//! Final-output minification via lightningcss.

use lightningcss::stylesheet::{MinifyOptions, ParserOptions, PrinterOptions, StyleSheet};

use crate::error::{Error, Result};

/// Minify serialized CSS down to its compact form.
///
/// A leading `@charset` statement is carried around the minifier and
/// re-attached, since lightningcss drops it. Empty input minifies to an
/// empty string without touching the parser.
pub fn minify(css: &str) -> Result<String> {
    if css.trim().is_empty() {
        return Ok(String::new());
    }
    let (charset, body) = split_charset(css);
    let options = ParserOptions {
        error_recovery: true,
        ..ParserOptions::default()
    };
    let mut sheet = StyleSheet::parse(body, options).map_err(|e| Error::Parse(e.to_string()))?;
    sheet
        .minify(MinifyOptions::default())
        .map_err(|e| Error::Aggregation(e.to_string()))?;
    let output = sheet
        .to_css(PrinterOptions {
            minify: true,
            ..PrinterOptions::default()
        })
        .map_err(|e| Error::Aggregation(e.to_string()))?;

    match charset {
        Some(charset) => Ok(format!("{charset}{}", output.code)),
        None => Ok(output.code),
    }
}

fn split_charset(css: &str) -> (Option<String>, &str) {
    let trimmed = css.trim_start_matches('\u{feff}').trim_start();
    if !trimmed.starts_with("@charset") {
        return (None, css);
    }
    match trimmed.find(';') {
        Some(end) => (Some(trimmed[..=end].to_string()), &trimmed[end + 1..]),
        None => (None, css),
    }
}

#[cfg(test)]
mod tests {
    use super::*;

    #[test]
    fn compacts_whitespace_and_separators() {
        const INPUT: &str = ".foo {\n  display: block;\n  margin-top: 10px;\n}\n";
        let result = minify(INPUT).unwrap();
        assert!(result.contains(".foo"));
        assert!(result.contains("display:block"));
        assert!(result.len() < INPUT.len());
    }

    #[test]
    fn empty_input_stays_empty() {
        assert_eq!(minify("").unwrap(), "");
        assert_eq!(minify("  \n ").unwrap(), "");
    }

    #[test]
    fn charset_survives_minification() {
        let result = minify("@charset \"utf-8\";\n.a { display: block; }").unwrap();
        assert!(result.starts_with("@charset \"utf-8\";"));
        assert!(result.contains(".a"));
    }
}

TASK STATEMENT:
All lines of the entries containing the string "contains" must be shown in full.

OUTPUT FOR THIS EXERCISE:
        assert!(result.contains(".foo"));
        assert!(result.contains("display:block"));
        assert!(result.contains(".a"));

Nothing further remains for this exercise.